Today I worked on the lid, and the feet.

I wanted a curved end for the lid, that overhangs the box by an inch or so. I looked at several radiuses for the curve, from a 1-gallon paint can to a shampoo bottle to a quart can of expired contact cement. I liked the contact cement can best, and laid out the curve.









Next, I cut the curve on the bandsaw, then sanded it smooth on the oscillating spindle sander.


















Then I needed to notch out the curved end of the lid, so that the tongues on the sides of the lid didn't stick out past the sides of the box when the lid was fully closed.

Donald Rumsfeld famously quipped that "You go to war with the army you have." Well, I notched the lid with the only suitable saw I had-a flush-cut handsaw. (Someday, when I win the lottery, I'm gonna get a good dovetail saw…......!)


















Once the lid was finished for now, I began work on the feet.

From the tail end of the original board my neighbor gave me, I ripped 3 workpieces, 3/4" x 3/4" from which to make the feet.

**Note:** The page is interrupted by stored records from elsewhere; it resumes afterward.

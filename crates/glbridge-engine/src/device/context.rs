use crate::error::{BridgeError, Result, ShaderError, ShaderStage};
use crate::gl::{BufferTarget, BufferUsage, GlApi, ShaderKind};
use crate::handle::{
    BufferHandle, HandleTable, ProgramHandle, ShaderHandle, VertexArrayHandle, to_host_id,
};

/// Owns the GL API object and the handle tables resolved against it.
///
/// This is the explicit replacement for a process-wide context: the host keeps
/// one `GlContext` for the lifetime of its canvas and passes it to every bridge
/// operation. Objects still registered when the context is dropped are
/// released.
pub struct GlContext<G: GlApi> {
    gl: G,
    pub(crate) programs: HandleTable<ProgramHandle, G::Program>,
    pub(crate) shaders: HandleTable<ShaderHandle, G::Shader>,
    pub(crate) buffers: HandleTable<BufferHandle, G::Buffer>,
    pub(crate) vertex_arrays: HandleTable<VertexArrayHandle, G::VertexArray>,
}

impl<G: GlApi> GlContext<G> {
    pub fn new(gl: G) -> Self {
        Self {
            gl,
            programs: HandleTable::new(),
            shaders: HandleTable::new(),
            buffers: HandleTable::new(),
            vertex_arrays: HandleTable::new(),
        }
    }

    /// Returns the underlying API object for calls that take no handles.
    #[inline]
    pub fn gl(&self) -> &G {
        &self.gl
    }

    #[inline]
    pub fn programs(&self) -> &HandleTable<ProgramHandle, G::Program> {
        &self.programs
    }

    #[inline]
    pub fn shaders(&self) -> &HandleTable<ShaderHandle, G::Shader> {
        &self.shaders
    }

    #[inline]
    pub fn buffers(&self) -> &HandleTable<BufferHandle, G::Buffer> {
        &self.buffers
    }

    #[inline]
    pub fn vertex_arrays(&self) -> &HandleTable<VertexArrayHandle, G::VertexArray> {
        &self.vertex_arrays
    }

    // ── shaders & programs ────────────────────────────────────────────────

    /// Compiles one shader and registers it.
    ///
    /// On failure the shader object is deleted and the info log is returned.
    pub fn create_shader(&mut self, kind: ShaderKind, source: &str) -> Result<ShaderHandle> {
        let shader = self
            .gl
            .create_shader(kind)
            .ok_or(BridgeError::ObjectCreation("shader"))?;

        self.gl.shader_source(&shader, source);
        self.gl.compile_shader(&shader);

        if !self.gl.shader_compile_status(&shader) {
            let err = ShaderError::new(ShaderStage::Compile(kind), self.gl.shader_info_log(&shader));
            log::error!("{err}");
            self.gl.delete_shader(&shader);
            return Err(err.into());
        }

        Ok(self.shaders.insert(shader))
    }

    pub fn delete_shader(&mut self, handle: ShaderHandle) -> bool {
        match self.shaders.remove(handle) {
            Some(shader) => {
                self.gl.delete_shader(&shader);
                true
            }
            None => false,
        }
    }

    /// Links a program from two registered shaders.
    ///
    /// On failure the program object is deleted; the shaders stay registered.
    pub fn link_program(
        &mut self,
        vertex: ShaderHandle,
        fragment: ShaderHandle,
    ) -> Result<ProgramHandle> {
        let vs = self.shaders.resolve(vertex)?;
        let fs = self.shaders.resolve(fragment)?;

        let program = self
            .gl
            .create_program()
            .ok_or(BridgeError::ObjectCreation("program"))?;

        self.gl.attach_shader(&program, vs);
        self.gl.attach_shader(&program, fs);
        self.gl.link_program(&program);

        if !self.gl.program_link_status(&program) {
            let err = ShaderError::new(ShaderStage::Link, self.gl.program_info_log(&program));
            log::error!("{err}");
            self.gl.delete_program(&program);
            return Err(err.into());
        }

        let handle = self.programs.insert(program);
        log::debug!("linked program {}", to_host_id(handle));
        Ok(handle)
    }

    /// Compiles both stages, links them and registers the program.
    ///
    /// The intermediate shader objects are released whether or not linking
    /// succeeds.
    pub fn compile_program(
        &mut self,
        vertex_source: &str,
        fragment_source: &str,
    ) -> Result<ProgramHandle> {
        let vs = self.create_shader(ShaderKind::Vertex, vertex_source)?;
        let fs = match self.create_shader(ShaderKind::Fragment, fragment_source) {
            Ok(fs) => fs,
            Err(err) => {
                self.delete_shader(vs);
                return Err(err);
            }
        };

        let linked = self.link_program(vs, fs);
        self.delete_shader(vs);
        self.delete_shader(fs);
        linked
    }

    pub fn delete_program(&mut self, handle: ProgramHandle) -> bool {
        match self.programs.remove(handle) {
            Some(program) => {
                self.gl.delete_program(&program);
                true
            }
            None => false,
        }
    }

    /// Binds a program, or unbinds with `None`.
    pub fn use_program(&self, handle: Option<ProgramHandle>) -> Result<()> {
        let program = handle.map(|h| self.programs.resolve(h)).transpose()?;
        self.gl.use_program(program);
        Ok(())
    }

    /// Location of a vertex attribute; `None` when the program has no such
    /// active attribute.
    pub fn attrib_location(&self, handle: ProgramHandle, name: &str) -> Result<Option<u32>> {
        let program = self.programs.resolve(handle)?;
        Ok(self.gl.attrib_location(program, name))
    }

    // ── buffers ───────────────────────────────────────────────────────────

    pub fn create_buffer(&mut self) -> Result<BufferHandle> {
        let buffer = self
            .gl
            .create_buffer()
            .ok_or(BridgeError::ObjectCreation("buffer"))?;
        Ok(self.buffers.insert(buffer))
    }

    /// Binds the buffer to `target` and uploads `data`. The buffer stays bound.
    pub fn buffer_data(
        &self,
        handle: BufferHandle,
        target: BufferTarget,
        data: &[u8],
        usage: BufferUsage,
    ) -> Result<()> {
        let buffer = self.buffers.resolve(handle)?;
        self.gl.bind_buffer(target, Some(buffer));
        self.gl.buffer_data(target, data, usage);
        Ok(())
    }

    /// [`buffer_data`](Self::buffer_data) for a slice of plain-old-data values.
    pub fn buffer_data_pod<T: bytemuck::Pod>(
        &self,
        handle: BufferHandle,
        target: BufferTarget,
        data: &[T],
        usage: BufferUsage,
    ) -> Result<()> {
        self.buffer_data(handle, target, bytemuck::cast_slice(data), usage)
    }

    pub fn delete_buffer(&mut self, handle: BufferHandle) -> bool {
        match self.buffers.remove(handle) {
            Some(buffer) => {
                self.gl.delete_buffer(&buffer);
                true
            }
            None => false,
        }
    }

    // ── vertex arrays ─────────────────────────────────────────────────────

    pub fn create_vertex_array(&mut self) -> Result<VertexArrayHandle> {
        let vao = self
            .gl
            .create_vertex_array()
            .ok_or(BridgeError::ObjectCreation("vertex array"))?;
        Ok(self.vertex_arrays.insert(vao))
    }

    pub fn bind_vertex_array(&self, handle: Option<VertexArrayHandle>) -> Result<()> {
        let vao = handle.map(|h| self.vertex_arrays.resolve(h)).transpose()?;
        self.gl.bind_vertex_array(vao);
        Ok(())
    }

    /// Enables `location` on the bound vertex array and points it at the
    /// buffer bound to `ARRAY_BUFFER`, tightly packed `f32` components.
    pub fn vertex_attrib_f32(&self, location: u32, components: i32) {
        self.gl.enable_vertex_attrib_array(location);
        self.gl.vertex_attrib_pointer_f32(location, components, false, 0, 0);
    }

    pub fn delete_vertex_array(&mut self, handle: VertexArrayHandle) -> bool {
        match self.vertex_arrays.remove(handle) {
            Some(vao) => {
                self.gl.delete_vertex_array(&vao);
                true
            }
            None => false,
        }
    }
}

impl<G: GlApi> Drop for GlContext<G> {
    fn drop(&mut self) {
        for (_, program) in self.programs.drain() {
            self.gl.delete_program(&program);
        }
        for (_, shader) in self.shaders.drain() {
            self.gl.delete_shader(&shader);
        }
        for (_, buffer) in self.buffers.drain() {
            self.gl.delete_buffer(&buffer);
        }
        for (_, vao) in self.vertex_arrays.drain() {
            self.gl.delete_vertex_array(&vao);
        }
    }
}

I use a featherboard when ripping narrow strips to keep the workpiece tight against the fence so all I have to do is concentrate on not getting my pushstick chewed up by the blade









Then I cut all the feet 1 1/4" long, with a 45 degree miter cut. 









I then sanded the curves in the show sides of the feet on the oscillating spindle sander.










Well, that's all for today. As Norm would say, "We're gaining on it!"

Tomorrow, I'll build a jig to notch out the workpiece with the miters on each end, to cover up the exposed miters on the lid handle end of the box. Time permitting, I'll notch out that workpiece.

See ya then!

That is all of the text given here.